## [RECORDS PROVIDED]
use super::config::{ApiConfig, HUGGINGFACE_API_KEY_ENV_VAR};
use crate::{
    error::{map_deserialization_error, BackendError, ClassifierError, HuggingFaceApiError},
    models::{HostedTask, SupportedModel},
};
use secrecy::{ExposeSecret, Secret};
use serde::{Deserialize, Serialize};

/// Default Inference API base url
pub const HUGGINGFACE_API_HOST: &str = "api-inference.huggingface.co";

pub struct HuggingFaceHubBackend {
    http_client: reqwest::Client,
    api_key: Secret<String>,
    pub repo_id: String,
    pub task: HostedTask,
    pub parameters: HuggingFaceParameters,
    pub options: HuggingFaceOptions,
}

/// Model options nested under `parameters` in the request body.
#[derive(Debug, Clone, Serialize, PartialEq)]
pub struct HuggingFaceParameters {
    pub temperature: f32,
}

/// Inference API options; a cold repository blocks until loaded instead of returning 503.
#[derive(Debug, Clone, Serialize, PartialEq)]
pub struct HuggingFaceOptions {
    pub wait_for_model: bool,
}

impl Default for HuggingFaceOptions {
    fn default() -> Self {
        Self {
            wait_for_model: true,
        }
    }
}

#[derive(Debug, Serialize)]
struct HuggingFaceRequest<'a> {
    inputs: &'a str,
    parameters: &'a HuggingFaceParameters,
    options: &'a HuggingFaceOptions,
}

#[derive(Debug, Deserialize)]
struct GeneratedText {
    generated_text: String,
}

#[derive(Debug, Deserialize)]
#[serde(untagged)]
enum HuggingFaceResponse {
    Generated(Vec<GeneratedText>),
    Error(HuggingFaceApiError),
}

impl HuggingFaceHubBackend {
    pub fn new(
        api_config: &ApiConfig,
        repo_id: &str,
        temperature: f32,
    ) -> crate::Result<Self, ClassifierError> {
        let task = SupportedModel::from_model_id(repo_id)
            .and_then(|model| model.hosted_task())
            .ok_or_else(|| ClassifierError::UnsupportedModel(repo_id.to_owned()))?;
        let api_key = api_config.load_api_key(HUGGINGFACE_API_KEY_ENV_VAR)?;
        Ok(Self {
            http_client: reqwest::Client::new(),
            api_key,
            repo_id: repo_id.to_owned(),
            task,
            parameters: HuggingFaceParameters { temperature },
            options: HuggingFaceOptions::default(),
        })
    }

    pub fn url(&self) -> String {
        format!("https://{}/models/{}", HUGGINGFACE_API_HOST, self.repo_id)
    }

    pub async fn generate(&self, prompt: &str) -> crate::Result<String, BackendError> {
        let request = HuggingFaceRequest {
            inputs: prompt,
            parameters: &self.parameters,
            options: &self.options,
        };
        tracing::trace!(?request);

        let response = self
            .http_client
            .post(self.url())
            .bearer_auth(self.api_key.expose_secret())
            .json(&request)
            .send()
            .await?;
        let status = response.status();
        let bytes = response.bytes().await?;
        tracing::trace!("Serialized response: {}", String::from_utf8_lossy(&bytes));

        parse_response(self.task, prompt, status.as_u16(), &bytes)
    }
}

fn parse_response(
    task: HostedTask,
    prompt: &str,
    status: u16,
    bytes: &[u8],
) -> crate::Result<String, BackendError> {
    let parsed: HuggingFaceResponse = match serde_json::from_slice(bytes) {
        Ok(parsed) => parsed,
        Err(e) if (200..300).contains(&status) => return Err(map_deserialization_error(e, bytes)),
        Err(_) => {
            return Err(BackendError::HuggingFace {
                status,
                message: String::from_utf8_lossy(bytes).into_owned(),
            })
        }
    };

    match parsed {
        HuggingFaceResponse::Error(e) => Err(BackendError::HuggingFace {
            status,
            message: e.error,
        }),
        HuggingFaceResponse::Generated(generated) => {
            let text = generated
                .into_iter()
                .next()
                .map(|g| g.generated_text)
                .ok_or(BackendError::ResponseContentEmpty)?;
            Ok(match task {
                // Decoder models return the prompt followed by the completion
                HostedTask::TextGeneration => match text.strip_prefix(prompt) {
                    Some(completion) => completion.to_owned(),
                    None => text,
                },
                HostedTask::Text2TextGeneration => text,
            })
        }
    }
}
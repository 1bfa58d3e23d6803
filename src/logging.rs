use colorful::Colorful;
use std::{
    fs::create_dir_all,
    path::{Path, PathBuf},
};
use tracing_subscriber::layer::SubscriberExt;

#[derive(Clone, Debug)]
pub struct LoggingConfig {
    pub level: tracing::Level,
    pub logging_enabled: bool,
    pub logger_name: String,
    pub log_dir: Option<PathBuf>,
    pub _tracing_guard: Option<std::sync::Arc<tracing::subscriber::DefaultGuard>>,
}

impl Default for LoggingConfig {
    fn default() -> Self {
        Self {
            level: tracing::Level::INFO,
            logging_enabled: true,
            logger_name: "concept_classifier".to_string(),
            log_dir: None,
            _tracing_guard: None,
        }
    }
}

impl LoggingConfig {
    pub fn new() -> Self {
        Default::default()
    }

    /// Installs the subscriber. A logger that cannot be created is reported on stderr
    /// and skipped; it never fails the caller.
    pub fn load_logger(&mut self) {
        if !self.logging_enabled {
            self._tracing_guard = None;
            return;
        }
        match self.create_logger() {
            Ok(guard) => self._tracing_guard = Some(std::sync::Arc::new(guard)),
            Err(e) => {
                self._tracing_guard = None;
                eprintln!(
                    "{}",
                    format!("{} Logger disabled: {e}", self.logger_name)
                        .color(colorful::RGB::new(248, 139, 0))
                );
                return;
            }
        }

        eprintln!(
            "{}",
            format!("Starting {} Logger", self.logger_name)
                .color(colorful::RGB::new(0, 139, 248))
                .bold()
        );
    }

    /// Resolved at runtime: the configured dir, else `logs` under the running cargo
    /// package, else under the working directory.
    fn log_dir(&self) -> PathBuf {
        if let Some(dir) = &self.log_dir {
            return dir.clone();
        }
        std::env::var_os("CARGO_MANIFEST_DIR")
            .map(PathBuf::from)
            .or_else(|| std::env::current_dir().ok())
            .unwrap_or_default()
            .join("logs")
    }

    fn create_logger(
        &mut self,
    ) -> crate::Result<tracing::subscriber::DefaultGuard, crate::ClassifierError> {
        let log_dir = self.log_dir();

        if !Path::new(&log_dir).exists() {
            create_dir_all(&log_dir).map_err(|e| {
                crate::ClassifierError::Logger(format!(
                    "Failed to create log directory {}: {e}",
                    log_dir.display()
                ))
            })?;
        }

        let file_appender = tracing_appender::rolling::RollingFileAppender::builder()
            .rotation(tracing_appender::rolling::Rotation::HOURLY)
            .max_log_files(6)
            .filename_prefix(&self.logger_name)
            .filename_suffix("log")
            .build(&log_dir)
            .map_err(|e| crate::ClassifierError::Logger(e.to_string()))?;

        let filter = tracing_subscriber::EnvFilter::builder()
            .with_default_directive(self.level.into())
            .parse_lossy("");

        let file_layer = tracing_subscriber::fmt::layer()
            .pretty()
            .with_ansi(false)
            .with_writer(file_appender);

        let terminal_layer = tracing_subscriber::fmt::layer()
            .compact()
            .with_ansi(false)
            .with_writer(std::io::stderr);

        let subscriber = tracing_subscriber::registry()
            .with(filter)
            .with(file_layer)
            .with(terminal_layer);

        Ok(tracing::subscriber::set_default(subscriber))
    }
}

pub trait LoggingConfigTrait {
    fn logging_config_mut(&mut self) -> &mut LoggingConfig;

    /// If set to false, will disable logging. By defaults logs to the logs dir.
    fn logging_enabled(mut self, enabled: bool) -> Self
    where
        Self: Sized,
    {
        self.logging_config_mut().logging_enabled = enabled;
        self
    }

    fn logger_name<S: Into<String>>(mut self, logger_name: S) -> Self
    where
        Self: Sized,
    {
        self.logging_config_mut().logger_name = logger_name.into();
        self
    }

    fn log_dir<P: Into<PathBuf>>(mut self, log_dir: P) -> Self
    where
        Self: Sized,
    {
        self.logging_config_mut().log_dir = Some(log_dir.into());
        self
    }

    /// Sets the log level to TRACE.
    ///
    /// Rendered prompts and raw model responses are logged at this level.
    fn log_level_trace(mut self) -> Self
    where
        Self: Sized,
    {
        self.logging_config_mut().level = tracing::Level::TRACE;
        self
    }

    /// Sets the log level to DEBUG.
    ///
    /// Stage transitions of each classification are logged at this level.
    fn log_level_debug(mut self) -> Self
    where
        Self: Sized,
    {
        self.logging_config_mut().level = tracing::Level::DEBUG;
        self
    }

    /// Sets the log level to INFO.
    fn log_level_info(mut self) -> Self
    where
        Self: Sized,
    {
        self.logging_config_mut().level = tracing::Level::INFO;
        self
    }

    fn log_level_warn(mut self) -> Self
    where
        Self: Sized,
    {
        self.logging_config_mut().level = tracing::Level::WARN;
        self
    }

    fn log_level_error(mut self) -> Self
    where
        Self: Sized,
    {
        self.logging_config_mut().level = tracing::Level::ERROR;
        self
    }
}

#[cfg(test)]
mod tests {
    use super::*;
    use serial_test::serial;

    struct Builder {
        logging_config: LoggingConfig,
    }

    impl LoggingConfigTrait for Builder {
        fn logging_config_mut(&mut self) -> &mut LoggingConfig {
            &mut self.logging_config
        }
    }

    #[test]
    fn builder_setters() {
        let builder = Builder {
            logging_config: LoggingConfig::new(),
        }
        .logger_name("classify")
        .log_level_trace()
        .logging_enabled(false);
        assert_eq!(builder.logging_config.logger_name, "classify");
        assert_eq!(builder.logging_config.level, tracing::Level::TRACE);
        assert!(!builder.logging_config.logging_enabled);
    }

    #[test]
    fn disabled_logger_installs_nothing() {
        let mut config = LoggingConfig {
            logging_enabled: false,
            ..Default::default()
        };
        config.load_logger();
        assert!(config._tracing_guard.is_none());
    }

    #[test]
    #[serial]
    fn writes_to_the_configured_dir() {
        let dir = tempfile::tempdir().unwrap();
        let log_dir = dir.path().join("nested").join("logs");
        let mut config = LoggingConfig {
            logger_name: "logging_test".to_string(),
            log_dir: Some(log_dir.clone()),
            ..Default::default()
        };
        config.load_logger();
        tracing::info!(concept = "mammal", "Log Event");
        assert!(config._tracing_guard.is_some());
        assert!(log_dir.exists());
    }

    #[test]
    fn unusable_dir_leaves_logging_off() {
        let file = tempfile::NamedTempFile::new().unwrap();
        let mut config = LoggingConfig {
            logger_name: "logging_test".to_string(),
            log_dir: Some(file.path().join("logs")),
            ..Default::default()
        };
        config.load_logger();
        assert!(config._tracing_guard.is_none());
    }

    #[test]
    fn default_dir_is_not_fixed_at_build_time() {
        let config = LoggingConfig::new();
        let expected = std::env::var_os("CARGO_MANIFEST_DIR")
            .map(PathBuf::from)
            .unwrap_or_else(|| std::env::current_dir().unwrap())
            .join("logs");
        assert_eq!(config.log_dir(), expected);
    }
}
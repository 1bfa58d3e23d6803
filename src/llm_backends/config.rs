use crate::error::ClassifierError;
use secrecy::Secret;

pub const OPENAI_API_KEY_ENV_VAR: &str = "OPENAI_API_KEY";
pub const HUGGINGFACE_API_KEY_ENV_VAR: &str = "HUGGINGFACEHUB_API_TOKEN";

#[derive(Clone, Debug, Default)]
pub struct ApiConfig {
    pub api_key: Option<Secret<String>>,
    /// Overrides the backend's default environment variable when set.
    pub api_key_env_var: Option<String>,
}

impl ApiConfig {
    pub(crate) fn load_api_key(
        &self,
        default_env_var: &str,
    ) -> crate::Result<Secret<String>, ClassifierError> {
        if let Some(api_key) = self.api_key.as_ref() {
            crate::trace!("Using api_key from parameter");
            return Ok(api_key.to_owned());
        }
        let env_var = self.api_key_env_var.as_deref().unwrap_or(default_env_var);
        crate::trace!("api_key not set. Attempting to load {env_var} from .env");
        dotenvy::dotenv().ok();

        match dotenvy::var(env_var) {
            Ok(api_key) => {
                crate::trace!("Successfully loaded api_key from .env");
                Ok(api_key.into())
            }
            Err(_) => {
                crate::error!("{env_var} not found in dotenv, nor was it set manually");
                Err(ClassifierError::MissingApiKey {
                    env_var: env_var.to_owned(),
                })
            }
        }
    }
}

pub trait LlmApiConfigTrait {
    fn api_config_mut(&mut self) -> &mut ApiConfig;

    /// Set the API key for the client. Otherwise it will attempt to load it from the .env file.
    fn with_api_key<S: Into<String>>(mut self, api_key: S) -> Self
    where
        Self: Sized,
    {
        self.api_config_mut().api_key = Some(Secret::from(api_key.into()));
        self
    }

    /// Set the environment variable name for the API key. Default is set from the backend.
    fn with_api_key_env_var<S: Into<String>>(mut self, api_key_env_var: S) -> Self
    where
        Self: Sized,
    {
        self.api_config_mut().api_key_env_var = Some(api_key_env_var.into());
        self
    }
}

#[cfg(test)]
mod tests {
    use super::*;
    use secrecy::ExposeSecret;

    #[test]
    fn parameter_wins() {
        let config = ApiConfig {
            api_key: Some(Secret::from("sk-param".to_string())),
            api_key_env_var: None,
        };
        let key = config.load_api_key(OPENAI_API_KEY_ENV_VAR).unwrap();
        assert_eq!(key.expose_secret(), "sk-param");
    }

    #[test]
    fn missing_env_var_is_a_configuration_error() {
        let config = ApiConfig {
            api_key: None,
            api_key_env_var: Some("CONCEPT_CLASSIFIER_TEST_UNSET_KEY".to_string()),
        };
        match config.load_api_key(OPENAI_API_KEY_ENV_VAR) {
            Err(ClassifierError::MissingApiKey { env_var }) => {
                assert_eq!(env_var, "CONCEPT_CLASSIFIER_TEST_UNSET_KEY")
            }
            other => panic!("expected MissingApiKey, got {other:?}"),
        }
    }
}
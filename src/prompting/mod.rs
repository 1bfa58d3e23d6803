//! The two prompt templates of the zero-shot chain of thought and their rendering.
//!
//! Templates are registered once per [`PromptChain`] and rendered in a single pass, so
//! entity text that happens to look like a placeholder is inserted as is. Trailing
//! spaces inside the templates are part of the prompt text sent to the model.

use minijinja::{Environment, UndefinedBehavior};
use serde::Serialize;

pub const RATIONALE_TEMPLATE_NAME: &str = "rationale_generation";
pub const ANSWER_TEMPLATE_NAME: &str = "answer_generation";

pub const RATIONALE_GENERATION_PROMPT: &str = concat!(
    "Concept: {{ concept }} \n",
    "Definition: {{ definition }}\n",
    "Entity: {{ entity }} \n",
    "Description: {{ description }}\n",
    "  \n",
    "Using the above definition, and only the information in the above definition, \n",
    "provide an argument for the assertion that {{ entity }} is a(n) {{ concept }}.\n",
    "    \n",
    "Rationale:\n",
);

pub const ANSWER_GENERATION_PROMPT: &str = concat!(
    "Concept: {{ concept }} \n",
    "Definition: {{ definition }}\n",
    "Entity: {{ entity }} \n",
    "Description: {{ description }}\n",
    "Rationale: {{ rationale }}\n",
    "\n",
    "Now using the argument provided in the above rationale, answer the question: is {{ entity }} a(n) {{ concept }}? \n",
    "Answer 'positive' or 'negative', and only 'positive' or 'negative'.  Use lower case. \n",
    "If there is not enough information to be sure of an answer, answer 'negative'.\n",
    "  \n",
    "Answer:\n",
);

/// Stage 1 input: concept and entity information.
#[derive(Debug, Clone, Copy, Serialize)]
pub struct RationaleInput<'a> {
    pub concept: &'a str,
    pub definition: &'a str,
    pub entity: &'a str,
    pub description: &'a str,
}

/// Stage 2 input: the stage 1 input plus the generated rationale.
#[derive(Debug, Clone, Copy, Serialize)]
pub struct AnswerInput<'a> {
    pub concept: &'a str,
    pub definition: &'a str,
    pub entity: &'a str,
    pub description: &'a str,
    pub rationale: &'a str,
}

impl<'a> RationaleInput<'a> {
    pub fn with_rationale(self, rationale: &'a str) -> AnswerInput<'a> {
        AnswerInput {
            concept: self.concept,
            definition: self.definition,
            entity: self.entity,
            description: self.description,
            rationale,
        }
    }
}

#[derive(Debug, Clone)]
pub struct PromptChain {
    env: Environment<'static>,
}

impl PromptChain {
    pub fn new() -> Result<Self, minijinja::Error> {
        let mut env = Environment::new();
        env.set_keep_trailing_newline(true);
        env.set_undefined_behavior(UndefinedBehavior::Strict);
        env.add_template(RATIONALE_TEMPLATE_NAME, RATIONALE_GENERATION_PROMPT)?;
        env.add_template(ANSWER_TEMPLATE_NAME, ANSWER_GENERATION_PROMPT)?;
        Ok(Self { env })
    }

    pub fn rationale_prompt(&self, input: &RationaleInput<'_>) -> Result<String, minijinja::Error> {
        self.env.get_template(RATIONALE_TEMPLATE_NAME)?.render(input)
    }

    pub fn answer_prompt(&self, input: &AnswerInput<'_>) -> Result<String, minijinja::Error> {
        self.env.get_template(ANSWER_TEMPLATE_NAME)?.render(input)
    }
}
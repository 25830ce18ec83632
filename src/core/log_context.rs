//! Structured logging context for key-value fields
//!
//! This module provides:
//! - `FieldValue`: Arbitrary structured value (scalars, arrays, nested maps)
//! - `LogContext`: Per-record structured fields
//! - `LoggerContext`: Persistent bindings merged into every record
//! - `ContextGuard`: RAII guard for scoped bindings

use parking_lot::RwLock;
use serde::{Deserialize, Serialize};
use std::collections::{BTreeMap, HashMap};
use std::fmt;
use std::sync::Arc;

/// Value type for structured logging fields
#[derive(Debug, Clone, PartialEq, Serialize, Deserialize)]
#[serde(untagged)]
pub enum FieldValue {
    Null,
    Bool(bool),
    Int(i64),
    Float(f64),
    String(String),
    Array(Vec<FieldValue>),
    Map(BTreeMap<String, FieldValue>),
}

impl fmt::Display for FieldValue {
    fn fmt(&self, f: &mut fmt::Formatter<'_>) -> fmt::Result {
        match self {
            FieldValue::String(s) => write!(f, "{}", s),
            FieldValue::Int(i) => write!(f, "{}", i),
            FieldValue::Float(fl) => write!(f, "{}", fl),
            FieldValue::Bool(b) => write!(f, "{}", b),
            FieldValue::Null => write!(f, "null"),
            FieldValue::Array(_) | FieldValue::Map(_) => write!(f, "{}", self.to_json_value()),
        }
    }
}

impl FieldValue {
    /// Convert to serde_json::Value for JSON serialization
    #[must_use]
    pub fn to_json_value(&self) -> serde_json::Value {
        match self {
            FieldValue::String(s) => serde_json::Value::String(s.clone()),
            FieldValue::Int(i) => serde_json::Value::Number((*i).into()),
            FieldValue::Float(f) => serde_json::Number::from_f64(*f)
                .map(serde_json::Value::Number)
                .unwrap_or(serde_json::Value::Null),
            FieldValue::Bool(b) => serde_json::Value::Bool(*b),
            FieldValue::Null => serde_json::Value::Null,
            FieldValue::Array(items) => {
                serde_json::Value::Array(items.iter().map(FieldValue::to_json_value).collect())
            }
            FieldValue::Map(map) => serde_json::Value::Object(
                map.iter()
                    .map(|(k, v)| (k.clone(), v.to_json_value()))
                    .collect(),
            ),
        }
    }

    /// Nested map, if this value is one
    pub fn as_map(&self) -> Option<&BTreeMap<String, FieldValue>> {
        match self {
            FieldValue::Map(map) => Some(map),
            _ => None,
        }
    }
}

impl From<serde_json::Value> for FieldValue {
    fn from(value: serde_json::Value) -> Self {
        match value {
            serde_json::Value::Null => FieldValue::Null,
            serde_json::Value::Bool(b) => FieldValue::Bool(b),
            serde_json::Value::Number(n) => match n.as_i64() {
                Some(i) => FieldValue::Int(i),
                None => FieldValue::Float(n.as_f64().unwrap_or(f64::NAN)),
            },
            serde_json::Value::String(s) => FieldValue::String(s),
            serde_json::Value::Array(items) => {
                FieldValue::Array(items.into_iter().map(FieldValue::from).collect())
            }
            serde_json::Value::Object(map) => FieldValue::Map(
                map.into_iter()
                    .map(|(k, v)| (k, FieldValue::from(v)))
                    .collect(),
            ),
        }
    }
}

impl From<String> for FieldValue {
    fn from(s: String) -> Self {
        FieldValue::String(s)
    }
}

impl From<&str> for FieldValue {
    fn from(s: &str) -> Self {
        FieldValue::String(s.to_string())
    }
}

impl From<i64> for FieldValue {
    fn from(i: i64) -> Self {
        FieldValue::Int(i)
    }
}

impl From<i32> for FieldValue {
    fn from(i: i32) -> Self {
        FieldValue::Int(i64::from(i))
    }
}

impl From<u32> for FieldValue {
    fn from(i: u32) -> Self {
        FieldValue::Int(i64::from(i))
    }
}

impl From<usize> for FieldValue {
    fn from(i: usize) -> Self {
        i64::try_from(i)
            .map(FieldValue::Int)
            .unwrap_or(FieldValue::Float(i as f64))
    }
}

impl From<f64> for FieldValue {
    fn from(f: f64) -> Self {
        FieldValue::Float(f)
    }
}

impl From<bool> for FieldValue {
    fn from(b: bool) -> Self {
        FieldValue::Bool(b)
    }
}

impl<T: Into<FieldValue>> From<Vec<T>> for FieldValue {
    fn from(items: Vec<T>) -> Self {
        FieldValue::Array(items.into_iter().map(Into::into).collect())
    }
}

impl From<BTreeMap<String, FieldValue>> for FieldValue {
    fn from(map: BTreeMap<String, FieldValue>) -> Self {
        FieldValue::Map(map)
    }
}

/// Flat mapping of field name to structured value
pub type Fields = HashMap<String, FieldValue>;

/// Context for structured logging with key-value fields
#[derive(Debug, Clone, Default, PartialEq, Serialize, Deserialize)]
pub struct LogContext {
    fields: Fields,
}

impl LogContext {
    /// Create a new empty log context
    pub fn new() -> Self {
        Self {
            fields: HashMap::new(),
        }
    }

    /// Add a field to the context
    pub fn with_field<K, V>(mut self, key: K, value: V) -> Self
    where
        K: Into<String>,
        V: Into<FieldValue>,
    {
        self.fields.insert(key.into(), value.into());
        self
    }

    /// Add a field to the context (mutable version)
    pub fn add_field<K, V>(&mut self, key: K, value: V)
    where
        K: Into<String>,
        V: Into<FieldValue>,
    {
        self.fields.insert(key.into(), value.into());
    }

    /// Get all fields
    pub fn fields(&self) -> &Fields {
        &self.fields
    }

    pub fn into_fields(self) -> Fields {
        self.fields
    }

    /// Check if context has any fields
    pub fn is_empty(&self) -> bool {
        self.fields.is_empty()
    }

    /// Format fields as key=value pairs, sorted by key
    pub fn format_fields(&self) -> String {
        format_fields(&self.fields)
    }
}

impl From<Fields> for LogContext {
    fn from(fields: Fields) -> Self {
        Self { fields }
    }
}

impl fmt::Display for LogContext {
    fn fmt(&self, f: &mut fmt::Formatter<'_>) -> fmt::Result {
        write!(f, "{}", self.format_fields())
    }
}

pub(crate) fn format_fields(fields: &Fields) -> String {
    let mut keys: Vec<&String> = fields.keys().collect();
    keys.sort();
    keys.into_iter()
        .map(|k| format!("{}={}", k, fields[k]))
        .collect::<Vec<_>>()
        .join(" ")
}

/// Merge `base` into `target` without overwriting keys already present.
pub(crate) fn merge_missing(target: &mut Fields, base: &Fields) {
    for (key, value) in base {
        if !target.contains_key(key) {
            target.insert(key.clone(), value.clone());
        }
    }
}

/// Logger-level persistent bindings
///
/// `LoggerContext` stores fields that persist across all records emitted by
/// a logger, such as service name, version or environment.
///
/// Thread-safe: Can be safely shared across threads.
///
/// # Example
///
/// ```
/// use rust_log_dispatch::core::LoggerContext;
///
/// let ctx = LoggerContext::new();
/// ctx.set("service", "api-gateway");
/// ctx.set("version", "1.2.3");
///
/// let fields = ctx.get_fields();
/// assert_eq!(fields.len(), 2);
/// ```
#[derive(Debug, Clone)]
pub struct LoggerContext {
    fields: Arc<RwLock<Fields>>,
}

impl LoggerContext {
    /// Create a new empty logger context
    pub fn new() -> Self {
        Self {
            fields: Arc::new(RwLock::new(HashMap::new())),
        }
    }

    /// Set a field in the context, overwriting any previous value
    pub fn set<K, V>(&self, key: K, value: V)
    where
        K: Into<String>,
        V: Into<FieldValue>,
    {
        self.fields.write().insert(key.into(), value.into());
    }

    /// Remove a field from the context
    pub fn remove(&self, key: &str) {
        self.fields.write().remove(key);
    }

    /// Clear all fields from the context
    pub fn clear(&self) {
        self.fields.write().clear();
    }

    /// Get a clone of all fields
    pub fn get_fields(&self) -> Fields {
        self.fields.read().clone()
    }

    pub fn is_empty(&self) -> bool {
        self.fields.read().is_empty()
    }

    pub fn len(&self) -> usize {
        self.fields.read().len()
    }

    /// Merge bindings into record fields.
    ///
    /// Record-level fields take priority over bindings.
    pub fn merge_into(&self, fields: &mut Fields) {
        merge_missing(fields, &self.fields.read());
    }

    /// Bind a field until the returned guard is dropped
    pub fn scoped<K, V>(&self, key: K, value: V) -> ContextGuard
    where
        K: Into<String>,
        V: Into<FieldValue>,
    {
        let key = key.into();
        self.set(key.clone(), value);
        ContextGuard {
            context: Arc::clone(&self.fields),
            key,
        }
    }
}

impl Default for LoggerContext {
    fn default() -> Self {
        Self::new()
    }
}

/// RAII guard for scoped bindings
///
/// When dropped, removes the field from the logger context.
///
/// # Example
///
/// ```
/// use rust_log_dispatch::prelude::*;
///
/// let logger = Logger::builder().build().unwrap();
/// {
///     let _guard = logger.with_context("request_id", "abc-123");
///     logger.info("Processing request"); // carries request_id
/// }
/// assert!(logger.context().is_empty());
/// ```
pub struct ContextGuard {
    context: Arc<RwLock<Fields>>,
    key: String,
}

impl Drop for ContextGuard {
    fn drop(&mut self) {
        self.context.write().remove(&self.key);
    }
}
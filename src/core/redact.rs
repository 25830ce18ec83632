//! Field redaction
//!
//! Paths are dot separated (`user.password`). A `*` segment matches every
//! key of a map or every element of an array at that depth
//! (`users.*.token`). Matched values are replaced with [`REDACTED`];
//! paths that do not resolve are ignored.

use super::log_context::{FieldValue, Fields};

pub const REDACTED: &str = "[REDACTED]";

/// Return a copy of `fields` with every value at one of `paths` masked
///
/// # Example
///
/// ```
/// use rust_log_dispatch::core::{redact, FieldValue, LogContext};
///
/// let fields = LogContext::new()
///     .with_field("user", "alice")
///     .with_field("password", "hunter2")
///     .into_fields();
///
/// let masked = redact(&fields, &["password"]);
/// assert_eq!(masked["password"], FieldValue::from("[REDACTED]"));
/// assert_eq!(masked["user"], FieldValue::from("alice"));
/// ```
pub fn redact<S: AsRef<str>>(fields: &Fields, paths: &[S]) -> Fields {
    let mut fields = fields.clone();
    redact_in_place(&mut fields, paths);
    fields
}

pub(crate) fn redact_in_place<S: AsRef<str>>(fields: &mut Fields, paths: &[S]) {
    for path in paths {
        let segments: Vec<&str> = path.as_ref().split('.').collect();
        let Some((first, rest)) = segments.split_first() else {
            continue;
        };

        if *first == "*" {
            for value in fields.values_mut() {
                mask(value, rest);
            }
        } else if let Some(value) = fields.get_mut(*first) {
            mask(value, rest);
        }
    }
}

fn mask(value: &mut FieldValue, rest: &[&str]) {
    let Some((segment, tail)) = rest.split_first() else {
        *value = FieldValue::String(REDACTED.to_string());
        return;
    };

    match value {
        FieldValue::Map(map) if *segment == "*" => {
            for child in map.values_mut() {
                mask(child, tail);
            }
        }
        FieldValue::Map(map) => {
            if let Some(child) = map.get_mut(*segment) {
                mask(child, tail);
            }
        }
        FieldValue::Array(items) if *segment == "*" => {
            for child in items.iter_mut() {
                mask(child, tail);
            }
        }
        FieldValue::Array(items) => {
            if let Some(child) = segment.parse::<usize>().ok().and_then(|i| items.get_mut(i)) {
                mask(child, tail);
            }
        }
        _ => {}
    }
}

## [YOUR ASSIGNMENT]
Pull out each line of the listing that holds the string "Float".

## [RESULT OF THE EXERCISE]
    Float(f64),
            FieldValue::Float(fl) => write!(f, "{}", fl),
            FieldValue::Float(f) => serde_json::Number::from_f64(*f)
                None => FieldValue::Float(n.as_f64().unwrap_or(f64::NAN)),
            .unwrap_or(FieldValue::Float(i as f64))
        FieldValue::Float(f)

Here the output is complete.